Task item:
Pull every line with "about" from the data below and copy it.

Records shown:
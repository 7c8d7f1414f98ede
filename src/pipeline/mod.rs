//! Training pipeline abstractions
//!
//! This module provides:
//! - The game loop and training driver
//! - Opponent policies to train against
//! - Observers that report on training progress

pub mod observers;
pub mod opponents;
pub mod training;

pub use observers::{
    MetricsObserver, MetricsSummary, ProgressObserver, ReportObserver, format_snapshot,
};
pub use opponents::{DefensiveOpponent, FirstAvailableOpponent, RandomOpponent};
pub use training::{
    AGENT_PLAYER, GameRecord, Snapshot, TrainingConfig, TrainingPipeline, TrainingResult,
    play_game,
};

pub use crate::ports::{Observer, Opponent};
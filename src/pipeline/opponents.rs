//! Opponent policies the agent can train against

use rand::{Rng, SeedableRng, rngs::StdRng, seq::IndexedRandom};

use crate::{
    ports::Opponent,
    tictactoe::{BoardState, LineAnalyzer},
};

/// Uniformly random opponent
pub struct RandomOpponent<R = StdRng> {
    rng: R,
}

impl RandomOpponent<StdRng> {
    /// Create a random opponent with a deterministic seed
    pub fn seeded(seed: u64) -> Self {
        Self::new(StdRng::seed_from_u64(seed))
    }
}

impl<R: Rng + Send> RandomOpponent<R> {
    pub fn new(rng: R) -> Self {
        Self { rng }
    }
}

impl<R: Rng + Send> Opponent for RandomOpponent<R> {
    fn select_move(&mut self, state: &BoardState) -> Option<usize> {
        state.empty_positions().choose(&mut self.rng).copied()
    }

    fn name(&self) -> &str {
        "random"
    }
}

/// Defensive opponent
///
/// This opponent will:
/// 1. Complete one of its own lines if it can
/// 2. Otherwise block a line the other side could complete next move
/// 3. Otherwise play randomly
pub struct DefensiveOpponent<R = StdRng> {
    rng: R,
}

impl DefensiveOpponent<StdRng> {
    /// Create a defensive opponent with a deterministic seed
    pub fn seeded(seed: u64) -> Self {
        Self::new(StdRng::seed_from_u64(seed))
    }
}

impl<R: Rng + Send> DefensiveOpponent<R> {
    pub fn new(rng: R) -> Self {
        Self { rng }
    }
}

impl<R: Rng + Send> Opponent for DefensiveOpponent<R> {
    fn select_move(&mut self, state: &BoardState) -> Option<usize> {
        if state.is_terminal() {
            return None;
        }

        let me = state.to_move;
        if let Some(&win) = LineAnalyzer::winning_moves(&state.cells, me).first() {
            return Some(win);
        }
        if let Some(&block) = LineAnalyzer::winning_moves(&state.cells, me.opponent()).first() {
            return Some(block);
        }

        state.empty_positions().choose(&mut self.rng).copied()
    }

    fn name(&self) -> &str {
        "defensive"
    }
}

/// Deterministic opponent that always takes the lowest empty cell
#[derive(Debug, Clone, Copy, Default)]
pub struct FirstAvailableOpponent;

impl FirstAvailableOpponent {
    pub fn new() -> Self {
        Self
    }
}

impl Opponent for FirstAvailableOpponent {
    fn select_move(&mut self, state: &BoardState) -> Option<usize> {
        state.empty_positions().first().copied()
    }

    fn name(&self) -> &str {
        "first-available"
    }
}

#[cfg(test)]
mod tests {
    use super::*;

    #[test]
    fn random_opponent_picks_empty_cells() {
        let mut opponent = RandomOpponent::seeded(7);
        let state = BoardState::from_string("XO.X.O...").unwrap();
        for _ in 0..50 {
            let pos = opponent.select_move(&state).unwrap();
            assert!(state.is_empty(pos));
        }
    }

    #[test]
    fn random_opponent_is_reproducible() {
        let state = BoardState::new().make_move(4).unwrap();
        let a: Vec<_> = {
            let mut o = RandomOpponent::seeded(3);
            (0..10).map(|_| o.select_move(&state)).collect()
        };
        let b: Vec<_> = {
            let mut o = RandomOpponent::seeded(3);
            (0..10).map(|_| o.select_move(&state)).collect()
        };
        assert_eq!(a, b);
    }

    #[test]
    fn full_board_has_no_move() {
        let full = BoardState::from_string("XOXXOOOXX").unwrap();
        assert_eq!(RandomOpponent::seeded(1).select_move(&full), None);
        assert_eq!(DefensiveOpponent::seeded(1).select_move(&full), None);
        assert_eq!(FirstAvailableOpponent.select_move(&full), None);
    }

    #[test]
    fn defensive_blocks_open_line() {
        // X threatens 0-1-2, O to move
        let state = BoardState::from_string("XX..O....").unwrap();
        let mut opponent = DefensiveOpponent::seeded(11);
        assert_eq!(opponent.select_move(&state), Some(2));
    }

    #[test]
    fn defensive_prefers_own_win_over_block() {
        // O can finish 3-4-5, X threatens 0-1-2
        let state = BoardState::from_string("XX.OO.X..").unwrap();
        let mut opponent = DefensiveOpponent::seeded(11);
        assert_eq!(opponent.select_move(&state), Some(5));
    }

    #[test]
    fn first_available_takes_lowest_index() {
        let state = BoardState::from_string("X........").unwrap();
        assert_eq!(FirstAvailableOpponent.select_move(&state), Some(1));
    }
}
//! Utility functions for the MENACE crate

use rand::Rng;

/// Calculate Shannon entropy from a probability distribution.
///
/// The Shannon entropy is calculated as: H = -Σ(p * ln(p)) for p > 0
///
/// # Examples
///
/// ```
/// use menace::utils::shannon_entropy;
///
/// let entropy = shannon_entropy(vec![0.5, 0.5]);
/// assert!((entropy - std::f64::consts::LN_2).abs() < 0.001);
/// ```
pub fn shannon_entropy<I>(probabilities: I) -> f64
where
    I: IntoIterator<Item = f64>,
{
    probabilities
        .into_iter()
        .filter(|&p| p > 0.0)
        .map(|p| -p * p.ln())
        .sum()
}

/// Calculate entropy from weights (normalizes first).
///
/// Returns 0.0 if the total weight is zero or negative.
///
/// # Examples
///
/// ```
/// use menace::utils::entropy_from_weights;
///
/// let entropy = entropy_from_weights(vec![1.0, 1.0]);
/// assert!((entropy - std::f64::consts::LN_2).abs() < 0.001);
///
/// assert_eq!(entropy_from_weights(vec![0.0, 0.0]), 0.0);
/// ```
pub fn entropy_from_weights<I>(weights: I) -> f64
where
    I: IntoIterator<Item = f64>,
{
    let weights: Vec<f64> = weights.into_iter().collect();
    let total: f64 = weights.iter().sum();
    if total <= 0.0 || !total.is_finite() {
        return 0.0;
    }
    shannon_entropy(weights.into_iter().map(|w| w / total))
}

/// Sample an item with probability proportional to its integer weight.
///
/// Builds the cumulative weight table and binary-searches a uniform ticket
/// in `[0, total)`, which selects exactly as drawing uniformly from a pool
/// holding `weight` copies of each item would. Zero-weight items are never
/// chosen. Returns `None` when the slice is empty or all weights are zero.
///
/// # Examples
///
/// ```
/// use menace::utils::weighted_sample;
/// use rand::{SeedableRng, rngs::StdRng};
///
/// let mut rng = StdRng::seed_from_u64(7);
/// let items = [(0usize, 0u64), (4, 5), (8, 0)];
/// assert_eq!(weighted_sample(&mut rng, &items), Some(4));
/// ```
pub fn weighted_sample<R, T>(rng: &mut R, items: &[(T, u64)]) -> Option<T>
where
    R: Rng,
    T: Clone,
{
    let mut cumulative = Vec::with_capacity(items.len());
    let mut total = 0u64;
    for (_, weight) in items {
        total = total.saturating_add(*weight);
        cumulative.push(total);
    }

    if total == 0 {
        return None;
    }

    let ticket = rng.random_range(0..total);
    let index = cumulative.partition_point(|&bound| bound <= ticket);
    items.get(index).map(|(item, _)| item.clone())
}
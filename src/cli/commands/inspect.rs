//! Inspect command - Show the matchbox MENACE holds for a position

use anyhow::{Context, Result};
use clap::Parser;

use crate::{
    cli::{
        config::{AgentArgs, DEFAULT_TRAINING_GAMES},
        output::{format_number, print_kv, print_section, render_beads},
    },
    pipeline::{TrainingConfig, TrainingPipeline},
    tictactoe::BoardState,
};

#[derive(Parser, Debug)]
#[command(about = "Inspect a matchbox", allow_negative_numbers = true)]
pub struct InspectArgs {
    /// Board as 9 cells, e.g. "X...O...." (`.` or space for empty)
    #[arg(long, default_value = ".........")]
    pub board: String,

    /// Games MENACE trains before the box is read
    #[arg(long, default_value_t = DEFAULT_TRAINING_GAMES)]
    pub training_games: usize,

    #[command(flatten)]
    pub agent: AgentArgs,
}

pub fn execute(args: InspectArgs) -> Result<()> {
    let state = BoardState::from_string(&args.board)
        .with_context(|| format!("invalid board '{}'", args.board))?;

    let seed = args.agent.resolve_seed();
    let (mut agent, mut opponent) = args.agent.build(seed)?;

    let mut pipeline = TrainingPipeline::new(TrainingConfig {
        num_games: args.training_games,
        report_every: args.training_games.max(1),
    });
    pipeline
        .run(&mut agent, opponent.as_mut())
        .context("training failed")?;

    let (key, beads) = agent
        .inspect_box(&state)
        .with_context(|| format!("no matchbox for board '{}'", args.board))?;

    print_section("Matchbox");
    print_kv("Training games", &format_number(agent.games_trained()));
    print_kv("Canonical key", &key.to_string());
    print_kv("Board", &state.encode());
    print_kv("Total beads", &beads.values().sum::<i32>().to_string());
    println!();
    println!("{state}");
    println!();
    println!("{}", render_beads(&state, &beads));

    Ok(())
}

* * *

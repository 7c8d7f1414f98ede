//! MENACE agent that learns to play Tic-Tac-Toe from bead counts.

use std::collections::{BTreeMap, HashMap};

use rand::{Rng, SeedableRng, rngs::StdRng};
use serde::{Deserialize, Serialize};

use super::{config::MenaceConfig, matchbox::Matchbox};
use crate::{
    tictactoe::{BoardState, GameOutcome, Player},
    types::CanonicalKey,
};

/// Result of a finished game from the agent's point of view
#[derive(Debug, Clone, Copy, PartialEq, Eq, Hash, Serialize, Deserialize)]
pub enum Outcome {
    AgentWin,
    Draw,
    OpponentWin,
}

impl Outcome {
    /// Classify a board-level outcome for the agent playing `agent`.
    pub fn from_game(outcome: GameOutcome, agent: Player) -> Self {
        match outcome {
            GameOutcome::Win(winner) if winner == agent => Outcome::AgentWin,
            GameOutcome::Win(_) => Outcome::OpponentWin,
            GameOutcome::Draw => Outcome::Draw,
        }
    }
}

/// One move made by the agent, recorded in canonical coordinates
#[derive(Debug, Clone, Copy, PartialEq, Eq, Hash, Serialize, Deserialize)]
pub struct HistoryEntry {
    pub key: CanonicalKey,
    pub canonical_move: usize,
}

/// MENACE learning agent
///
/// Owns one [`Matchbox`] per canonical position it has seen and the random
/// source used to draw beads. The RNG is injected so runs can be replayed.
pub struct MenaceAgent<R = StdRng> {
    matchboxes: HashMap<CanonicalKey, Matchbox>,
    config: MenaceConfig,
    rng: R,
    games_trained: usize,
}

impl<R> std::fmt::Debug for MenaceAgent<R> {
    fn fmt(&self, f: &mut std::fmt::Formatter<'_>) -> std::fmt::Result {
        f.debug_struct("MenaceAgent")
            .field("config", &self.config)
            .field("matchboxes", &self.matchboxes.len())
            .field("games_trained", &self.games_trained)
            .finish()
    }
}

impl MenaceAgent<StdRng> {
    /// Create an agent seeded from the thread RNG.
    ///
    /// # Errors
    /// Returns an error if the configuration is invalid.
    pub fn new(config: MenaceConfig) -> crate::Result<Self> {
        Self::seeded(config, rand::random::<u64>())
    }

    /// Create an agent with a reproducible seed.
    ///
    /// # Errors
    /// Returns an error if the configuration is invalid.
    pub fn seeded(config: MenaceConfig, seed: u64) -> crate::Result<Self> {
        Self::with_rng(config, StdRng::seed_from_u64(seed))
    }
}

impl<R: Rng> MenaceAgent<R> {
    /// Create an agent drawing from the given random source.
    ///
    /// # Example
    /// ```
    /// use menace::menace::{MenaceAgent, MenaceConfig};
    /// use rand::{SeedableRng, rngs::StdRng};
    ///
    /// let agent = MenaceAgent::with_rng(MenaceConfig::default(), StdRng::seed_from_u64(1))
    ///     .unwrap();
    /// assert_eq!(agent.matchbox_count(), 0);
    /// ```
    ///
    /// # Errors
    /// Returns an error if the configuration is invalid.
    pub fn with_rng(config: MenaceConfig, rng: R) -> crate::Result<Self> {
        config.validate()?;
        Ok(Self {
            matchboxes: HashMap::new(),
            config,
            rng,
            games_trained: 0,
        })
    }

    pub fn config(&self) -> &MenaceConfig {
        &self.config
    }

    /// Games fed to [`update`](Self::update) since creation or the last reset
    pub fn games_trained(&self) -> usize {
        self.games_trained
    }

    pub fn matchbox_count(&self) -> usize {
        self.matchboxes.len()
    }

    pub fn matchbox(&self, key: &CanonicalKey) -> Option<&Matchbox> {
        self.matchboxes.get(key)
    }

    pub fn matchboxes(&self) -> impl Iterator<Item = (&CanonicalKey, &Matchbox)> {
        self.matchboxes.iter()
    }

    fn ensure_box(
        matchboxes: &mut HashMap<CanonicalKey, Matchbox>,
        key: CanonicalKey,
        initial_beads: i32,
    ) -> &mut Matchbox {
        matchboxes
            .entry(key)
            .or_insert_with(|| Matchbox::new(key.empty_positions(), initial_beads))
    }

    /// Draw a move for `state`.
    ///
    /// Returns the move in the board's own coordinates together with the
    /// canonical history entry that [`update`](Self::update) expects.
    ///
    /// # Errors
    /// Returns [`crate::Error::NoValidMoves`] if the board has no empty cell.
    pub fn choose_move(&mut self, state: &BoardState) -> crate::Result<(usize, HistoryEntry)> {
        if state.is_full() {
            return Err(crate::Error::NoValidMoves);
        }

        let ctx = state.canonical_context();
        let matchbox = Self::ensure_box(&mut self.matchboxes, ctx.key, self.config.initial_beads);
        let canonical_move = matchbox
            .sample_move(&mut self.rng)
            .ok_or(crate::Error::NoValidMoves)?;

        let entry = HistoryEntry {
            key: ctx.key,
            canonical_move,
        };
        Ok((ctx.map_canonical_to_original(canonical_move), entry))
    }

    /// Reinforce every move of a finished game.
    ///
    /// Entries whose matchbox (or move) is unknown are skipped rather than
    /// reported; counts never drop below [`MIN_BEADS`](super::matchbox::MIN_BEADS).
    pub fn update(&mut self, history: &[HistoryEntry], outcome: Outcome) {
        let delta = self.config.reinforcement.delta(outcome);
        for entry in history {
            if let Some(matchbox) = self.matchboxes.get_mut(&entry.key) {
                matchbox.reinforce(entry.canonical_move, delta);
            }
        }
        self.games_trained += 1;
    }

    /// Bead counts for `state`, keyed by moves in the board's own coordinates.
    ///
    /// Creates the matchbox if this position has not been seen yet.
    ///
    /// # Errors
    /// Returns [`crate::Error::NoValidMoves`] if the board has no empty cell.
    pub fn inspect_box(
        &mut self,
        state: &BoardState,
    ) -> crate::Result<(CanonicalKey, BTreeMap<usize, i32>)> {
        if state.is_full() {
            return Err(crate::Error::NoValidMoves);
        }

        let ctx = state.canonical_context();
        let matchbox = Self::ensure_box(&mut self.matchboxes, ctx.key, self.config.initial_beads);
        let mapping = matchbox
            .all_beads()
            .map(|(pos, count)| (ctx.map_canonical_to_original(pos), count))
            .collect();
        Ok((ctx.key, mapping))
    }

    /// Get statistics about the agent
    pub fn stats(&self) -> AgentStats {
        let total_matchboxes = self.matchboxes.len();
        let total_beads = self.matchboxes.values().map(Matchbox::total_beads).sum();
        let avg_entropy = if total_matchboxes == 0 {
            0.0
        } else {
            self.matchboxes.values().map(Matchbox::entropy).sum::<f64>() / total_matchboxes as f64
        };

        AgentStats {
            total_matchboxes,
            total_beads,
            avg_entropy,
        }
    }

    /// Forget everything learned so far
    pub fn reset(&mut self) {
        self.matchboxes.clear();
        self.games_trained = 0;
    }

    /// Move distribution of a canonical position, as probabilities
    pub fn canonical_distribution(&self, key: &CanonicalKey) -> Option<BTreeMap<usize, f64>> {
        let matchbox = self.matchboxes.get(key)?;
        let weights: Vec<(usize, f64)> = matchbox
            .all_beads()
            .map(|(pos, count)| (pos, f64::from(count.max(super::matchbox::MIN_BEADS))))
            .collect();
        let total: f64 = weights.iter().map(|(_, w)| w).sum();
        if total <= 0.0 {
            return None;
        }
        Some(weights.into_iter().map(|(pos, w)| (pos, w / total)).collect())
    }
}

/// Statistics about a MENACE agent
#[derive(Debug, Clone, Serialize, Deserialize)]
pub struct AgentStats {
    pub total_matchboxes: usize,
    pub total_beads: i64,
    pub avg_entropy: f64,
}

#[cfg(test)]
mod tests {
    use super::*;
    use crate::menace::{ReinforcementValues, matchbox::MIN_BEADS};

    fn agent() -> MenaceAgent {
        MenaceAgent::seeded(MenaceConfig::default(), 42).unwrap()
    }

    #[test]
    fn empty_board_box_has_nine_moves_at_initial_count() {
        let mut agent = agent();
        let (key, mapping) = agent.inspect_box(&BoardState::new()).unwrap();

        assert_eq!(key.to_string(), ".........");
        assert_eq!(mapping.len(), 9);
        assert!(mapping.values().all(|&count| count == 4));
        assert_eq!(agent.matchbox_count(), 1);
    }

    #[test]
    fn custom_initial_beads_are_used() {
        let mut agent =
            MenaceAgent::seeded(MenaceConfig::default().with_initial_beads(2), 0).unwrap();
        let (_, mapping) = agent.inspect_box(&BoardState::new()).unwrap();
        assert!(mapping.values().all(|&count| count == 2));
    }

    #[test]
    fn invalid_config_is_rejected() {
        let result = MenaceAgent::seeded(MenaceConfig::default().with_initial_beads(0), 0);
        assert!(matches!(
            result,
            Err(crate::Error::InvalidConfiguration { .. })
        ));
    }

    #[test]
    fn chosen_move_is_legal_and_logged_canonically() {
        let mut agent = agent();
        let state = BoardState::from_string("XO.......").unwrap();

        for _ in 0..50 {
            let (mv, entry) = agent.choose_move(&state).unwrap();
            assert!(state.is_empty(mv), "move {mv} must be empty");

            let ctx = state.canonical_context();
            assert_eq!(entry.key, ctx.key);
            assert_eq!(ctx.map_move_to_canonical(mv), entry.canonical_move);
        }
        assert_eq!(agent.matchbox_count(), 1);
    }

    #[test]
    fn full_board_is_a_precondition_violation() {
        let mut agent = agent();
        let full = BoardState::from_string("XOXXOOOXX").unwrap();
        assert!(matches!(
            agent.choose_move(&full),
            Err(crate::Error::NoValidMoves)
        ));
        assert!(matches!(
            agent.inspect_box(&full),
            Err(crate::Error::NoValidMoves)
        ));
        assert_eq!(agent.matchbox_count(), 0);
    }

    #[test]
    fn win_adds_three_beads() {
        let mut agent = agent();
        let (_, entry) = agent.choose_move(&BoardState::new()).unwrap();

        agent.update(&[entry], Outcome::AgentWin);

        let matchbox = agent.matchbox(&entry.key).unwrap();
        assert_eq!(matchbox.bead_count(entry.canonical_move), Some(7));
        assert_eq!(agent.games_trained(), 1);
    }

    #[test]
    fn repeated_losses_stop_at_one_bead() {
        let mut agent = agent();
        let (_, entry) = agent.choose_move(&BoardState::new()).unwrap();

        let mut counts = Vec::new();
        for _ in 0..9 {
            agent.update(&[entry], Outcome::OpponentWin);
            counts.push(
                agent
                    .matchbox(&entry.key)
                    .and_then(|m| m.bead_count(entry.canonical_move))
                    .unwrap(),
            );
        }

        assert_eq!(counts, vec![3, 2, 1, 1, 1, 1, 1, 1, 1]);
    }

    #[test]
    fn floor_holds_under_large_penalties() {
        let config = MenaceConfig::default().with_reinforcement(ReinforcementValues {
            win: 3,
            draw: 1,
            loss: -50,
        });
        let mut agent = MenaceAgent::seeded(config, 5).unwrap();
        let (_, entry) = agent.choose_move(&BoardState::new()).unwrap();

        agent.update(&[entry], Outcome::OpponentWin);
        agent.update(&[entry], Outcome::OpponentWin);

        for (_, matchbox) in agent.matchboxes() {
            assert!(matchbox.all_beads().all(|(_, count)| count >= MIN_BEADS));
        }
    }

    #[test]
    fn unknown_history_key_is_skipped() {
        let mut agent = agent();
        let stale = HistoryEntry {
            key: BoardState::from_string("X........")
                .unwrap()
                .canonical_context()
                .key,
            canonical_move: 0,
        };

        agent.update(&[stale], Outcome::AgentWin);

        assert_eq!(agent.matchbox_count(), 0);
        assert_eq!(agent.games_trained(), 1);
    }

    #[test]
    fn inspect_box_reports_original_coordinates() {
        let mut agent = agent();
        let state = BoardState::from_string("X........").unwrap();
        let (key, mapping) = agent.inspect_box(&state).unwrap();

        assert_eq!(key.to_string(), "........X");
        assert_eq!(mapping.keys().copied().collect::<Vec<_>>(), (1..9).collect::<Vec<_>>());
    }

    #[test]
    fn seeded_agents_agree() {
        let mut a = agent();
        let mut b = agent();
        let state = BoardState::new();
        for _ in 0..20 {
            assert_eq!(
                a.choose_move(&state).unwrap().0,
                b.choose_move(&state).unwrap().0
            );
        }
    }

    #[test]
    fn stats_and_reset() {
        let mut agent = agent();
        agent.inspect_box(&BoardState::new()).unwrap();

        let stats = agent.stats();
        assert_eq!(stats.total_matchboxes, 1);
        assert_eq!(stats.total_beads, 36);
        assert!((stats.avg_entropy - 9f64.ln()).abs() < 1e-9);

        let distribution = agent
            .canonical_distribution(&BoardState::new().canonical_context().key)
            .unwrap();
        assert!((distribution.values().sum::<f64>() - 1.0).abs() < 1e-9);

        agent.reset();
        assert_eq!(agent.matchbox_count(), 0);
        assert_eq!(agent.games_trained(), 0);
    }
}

==

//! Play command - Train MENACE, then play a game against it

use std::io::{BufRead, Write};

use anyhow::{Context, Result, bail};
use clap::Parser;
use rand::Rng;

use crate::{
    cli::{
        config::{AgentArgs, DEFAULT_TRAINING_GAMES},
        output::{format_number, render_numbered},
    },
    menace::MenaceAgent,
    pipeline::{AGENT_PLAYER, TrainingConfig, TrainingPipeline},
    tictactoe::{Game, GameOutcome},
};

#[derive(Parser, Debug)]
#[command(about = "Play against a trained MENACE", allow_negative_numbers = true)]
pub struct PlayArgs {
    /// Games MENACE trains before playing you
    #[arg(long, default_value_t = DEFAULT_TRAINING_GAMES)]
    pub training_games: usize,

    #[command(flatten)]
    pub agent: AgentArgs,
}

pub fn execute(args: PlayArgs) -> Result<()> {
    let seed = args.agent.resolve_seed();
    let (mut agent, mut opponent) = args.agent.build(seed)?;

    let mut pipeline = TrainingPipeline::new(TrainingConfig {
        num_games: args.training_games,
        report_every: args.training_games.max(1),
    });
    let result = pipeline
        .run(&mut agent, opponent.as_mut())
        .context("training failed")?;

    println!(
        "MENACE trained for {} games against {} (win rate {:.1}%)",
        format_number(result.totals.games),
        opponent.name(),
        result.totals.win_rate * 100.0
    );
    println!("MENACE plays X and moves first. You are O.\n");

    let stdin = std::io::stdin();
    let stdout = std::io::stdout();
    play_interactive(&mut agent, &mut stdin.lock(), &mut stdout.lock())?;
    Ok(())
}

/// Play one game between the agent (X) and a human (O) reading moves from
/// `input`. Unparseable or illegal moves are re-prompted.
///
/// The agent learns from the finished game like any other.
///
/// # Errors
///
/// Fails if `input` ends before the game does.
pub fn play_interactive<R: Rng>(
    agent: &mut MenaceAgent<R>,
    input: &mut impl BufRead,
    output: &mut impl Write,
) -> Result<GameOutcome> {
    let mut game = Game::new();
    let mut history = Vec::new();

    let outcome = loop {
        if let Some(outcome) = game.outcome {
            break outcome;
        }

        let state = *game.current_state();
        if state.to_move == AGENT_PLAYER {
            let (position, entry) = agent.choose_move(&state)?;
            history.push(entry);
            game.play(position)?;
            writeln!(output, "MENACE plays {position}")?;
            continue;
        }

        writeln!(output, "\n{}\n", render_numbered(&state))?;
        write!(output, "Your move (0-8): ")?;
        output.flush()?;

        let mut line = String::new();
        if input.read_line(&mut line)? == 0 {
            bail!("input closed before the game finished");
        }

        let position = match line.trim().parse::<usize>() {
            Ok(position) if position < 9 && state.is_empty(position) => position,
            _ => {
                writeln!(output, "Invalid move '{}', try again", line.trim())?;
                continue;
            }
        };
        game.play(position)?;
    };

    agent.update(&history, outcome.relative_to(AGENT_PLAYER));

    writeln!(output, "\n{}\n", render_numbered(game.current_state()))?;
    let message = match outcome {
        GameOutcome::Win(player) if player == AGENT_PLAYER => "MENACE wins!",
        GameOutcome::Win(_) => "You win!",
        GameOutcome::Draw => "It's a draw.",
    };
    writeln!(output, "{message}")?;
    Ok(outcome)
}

Exercise response:
#[command(about = "Inspect a matchbox", allow_negative_numbers = true)]
    /// Get statistics about the agent
/// Statistics about a MENACE agent
#[command(about = "Play against a trained MENACE", allow_negative_numbers = true)]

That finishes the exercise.